Your objective:
From the entries below, reproduce exactly the line containing "Some(if dy >", the line containing "cell at a time.", and every line in between, with nothing added.

[Collected data]
══════

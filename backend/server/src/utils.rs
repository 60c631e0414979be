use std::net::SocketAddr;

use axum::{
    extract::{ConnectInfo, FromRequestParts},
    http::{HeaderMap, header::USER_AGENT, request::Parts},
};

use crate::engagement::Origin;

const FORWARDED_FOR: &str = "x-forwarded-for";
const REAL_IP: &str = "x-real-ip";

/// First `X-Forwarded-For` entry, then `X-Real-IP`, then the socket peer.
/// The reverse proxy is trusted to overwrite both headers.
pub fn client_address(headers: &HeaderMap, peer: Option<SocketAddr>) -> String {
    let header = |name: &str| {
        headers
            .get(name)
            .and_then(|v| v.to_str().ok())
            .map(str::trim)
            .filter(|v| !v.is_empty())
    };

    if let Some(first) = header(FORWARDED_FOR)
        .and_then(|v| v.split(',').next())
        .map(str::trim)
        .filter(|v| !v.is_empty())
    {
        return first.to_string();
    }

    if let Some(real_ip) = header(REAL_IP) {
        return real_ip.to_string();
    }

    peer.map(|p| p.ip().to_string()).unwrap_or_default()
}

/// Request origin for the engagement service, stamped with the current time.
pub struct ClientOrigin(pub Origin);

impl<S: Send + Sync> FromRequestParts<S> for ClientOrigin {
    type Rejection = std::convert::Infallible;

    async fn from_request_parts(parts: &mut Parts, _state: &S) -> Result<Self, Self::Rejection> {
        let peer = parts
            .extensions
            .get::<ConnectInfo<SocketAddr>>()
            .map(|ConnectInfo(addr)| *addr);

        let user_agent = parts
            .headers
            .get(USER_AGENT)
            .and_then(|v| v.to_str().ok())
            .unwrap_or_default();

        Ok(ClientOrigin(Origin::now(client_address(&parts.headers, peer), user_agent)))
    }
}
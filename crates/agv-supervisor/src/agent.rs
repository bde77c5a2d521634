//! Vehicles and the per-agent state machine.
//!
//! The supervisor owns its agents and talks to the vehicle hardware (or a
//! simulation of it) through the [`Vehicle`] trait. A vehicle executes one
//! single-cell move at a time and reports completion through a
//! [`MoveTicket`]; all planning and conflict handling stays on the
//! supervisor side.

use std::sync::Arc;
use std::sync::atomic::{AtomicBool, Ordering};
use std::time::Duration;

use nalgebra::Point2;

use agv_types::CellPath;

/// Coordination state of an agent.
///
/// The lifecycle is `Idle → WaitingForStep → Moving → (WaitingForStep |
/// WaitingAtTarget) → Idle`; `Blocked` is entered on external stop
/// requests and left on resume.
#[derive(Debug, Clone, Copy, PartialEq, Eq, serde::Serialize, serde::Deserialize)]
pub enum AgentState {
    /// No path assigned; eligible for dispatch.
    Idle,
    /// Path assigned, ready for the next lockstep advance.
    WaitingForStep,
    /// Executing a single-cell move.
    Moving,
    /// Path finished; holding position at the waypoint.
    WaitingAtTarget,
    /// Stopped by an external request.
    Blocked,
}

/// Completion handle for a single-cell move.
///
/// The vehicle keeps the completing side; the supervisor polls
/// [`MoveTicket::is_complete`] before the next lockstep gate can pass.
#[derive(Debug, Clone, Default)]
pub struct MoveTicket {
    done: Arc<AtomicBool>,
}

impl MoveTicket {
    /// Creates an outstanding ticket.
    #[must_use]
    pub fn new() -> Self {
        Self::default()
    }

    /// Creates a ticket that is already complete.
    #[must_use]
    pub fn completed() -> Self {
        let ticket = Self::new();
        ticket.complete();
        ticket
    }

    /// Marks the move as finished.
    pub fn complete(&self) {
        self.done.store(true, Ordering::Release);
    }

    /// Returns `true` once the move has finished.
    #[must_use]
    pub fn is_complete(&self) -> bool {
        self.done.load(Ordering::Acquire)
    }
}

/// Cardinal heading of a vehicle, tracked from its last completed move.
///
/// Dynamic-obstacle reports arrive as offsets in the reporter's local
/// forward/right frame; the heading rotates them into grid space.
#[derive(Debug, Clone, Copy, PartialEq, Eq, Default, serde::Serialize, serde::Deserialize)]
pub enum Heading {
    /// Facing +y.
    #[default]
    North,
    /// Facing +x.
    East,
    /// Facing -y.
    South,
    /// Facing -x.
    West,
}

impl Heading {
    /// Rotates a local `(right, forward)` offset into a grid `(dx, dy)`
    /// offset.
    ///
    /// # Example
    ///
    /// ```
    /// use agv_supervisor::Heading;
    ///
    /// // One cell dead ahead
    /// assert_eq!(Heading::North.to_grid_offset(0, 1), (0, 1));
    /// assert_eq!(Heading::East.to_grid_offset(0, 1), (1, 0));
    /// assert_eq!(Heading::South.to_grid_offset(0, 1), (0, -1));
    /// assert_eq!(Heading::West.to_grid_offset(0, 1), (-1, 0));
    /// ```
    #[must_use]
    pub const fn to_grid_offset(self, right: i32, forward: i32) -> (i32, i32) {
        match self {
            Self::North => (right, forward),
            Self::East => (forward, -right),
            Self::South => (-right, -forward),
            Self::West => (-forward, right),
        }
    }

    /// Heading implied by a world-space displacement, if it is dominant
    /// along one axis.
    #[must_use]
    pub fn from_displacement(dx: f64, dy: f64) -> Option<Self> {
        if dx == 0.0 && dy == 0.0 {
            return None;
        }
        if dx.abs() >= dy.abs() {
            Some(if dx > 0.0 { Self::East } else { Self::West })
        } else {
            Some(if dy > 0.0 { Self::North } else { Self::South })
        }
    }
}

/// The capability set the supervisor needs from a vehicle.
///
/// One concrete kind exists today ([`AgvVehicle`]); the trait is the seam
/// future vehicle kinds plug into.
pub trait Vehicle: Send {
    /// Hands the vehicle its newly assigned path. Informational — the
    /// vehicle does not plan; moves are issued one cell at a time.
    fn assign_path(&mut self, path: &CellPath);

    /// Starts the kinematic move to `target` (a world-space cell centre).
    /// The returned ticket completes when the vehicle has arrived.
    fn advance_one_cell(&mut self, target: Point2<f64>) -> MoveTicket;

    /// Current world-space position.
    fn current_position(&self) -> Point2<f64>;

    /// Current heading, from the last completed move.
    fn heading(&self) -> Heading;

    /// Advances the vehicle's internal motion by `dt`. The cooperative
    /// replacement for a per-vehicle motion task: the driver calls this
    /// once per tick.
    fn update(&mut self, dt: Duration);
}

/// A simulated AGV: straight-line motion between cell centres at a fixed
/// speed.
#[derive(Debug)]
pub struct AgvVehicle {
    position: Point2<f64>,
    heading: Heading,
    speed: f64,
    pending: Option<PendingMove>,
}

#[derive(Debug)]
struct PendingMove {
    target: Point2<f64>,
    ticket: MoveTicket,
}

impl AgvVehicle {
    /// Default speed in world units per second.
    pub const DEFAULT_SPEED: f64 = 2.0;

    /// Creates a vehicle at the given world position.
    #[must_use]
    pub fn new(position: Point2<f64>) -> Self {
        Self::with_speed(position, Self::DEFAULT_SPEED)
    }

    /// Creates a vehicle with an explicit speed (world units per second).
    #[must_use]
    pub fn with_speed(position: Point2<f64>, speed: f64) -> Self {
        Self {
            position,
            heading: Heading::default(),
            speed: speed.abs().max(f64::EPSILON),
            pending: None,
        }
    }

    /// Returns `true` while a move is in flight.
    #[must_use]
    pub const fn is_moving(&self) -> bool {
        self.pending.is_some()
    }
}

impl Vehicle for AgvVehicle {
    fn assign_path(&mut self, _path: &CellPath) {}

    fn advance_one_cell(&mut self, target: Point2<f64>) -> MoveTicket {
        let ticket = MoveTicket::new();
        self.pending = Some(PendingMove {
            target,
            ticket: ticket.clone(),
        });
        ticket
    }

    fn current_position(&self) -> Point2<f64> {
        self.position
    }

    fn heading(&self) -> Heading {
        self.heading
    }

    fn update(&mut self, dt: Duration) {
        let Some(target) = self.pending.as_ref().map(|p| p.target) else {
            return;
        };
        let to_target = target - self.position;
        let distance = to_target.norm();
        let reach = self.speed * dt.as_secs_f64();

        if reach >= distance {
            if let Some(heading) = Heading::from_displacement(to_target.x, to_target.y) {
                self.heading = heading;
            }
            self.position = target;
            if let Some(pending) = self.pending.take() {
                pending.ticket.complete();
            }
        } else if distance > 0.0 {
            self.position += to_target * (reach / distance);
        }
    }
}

══════

Response to the exercise:
            Some(if dy > 0.0 { Self::North } else { Self::South })
        }
    }
}

/// The capability set the supervisor needs from a vehicle.
///
/// One concrete kind exists today ([`AgvVehicle`]); the trait is the seam
/// future vehicle kinds plug into.
pub trait Vehicle: Send {
    /// Hands the vehicle its newly assigned path. Informational — the
    /// vehicle does not plan; moves are issued one cell at a time.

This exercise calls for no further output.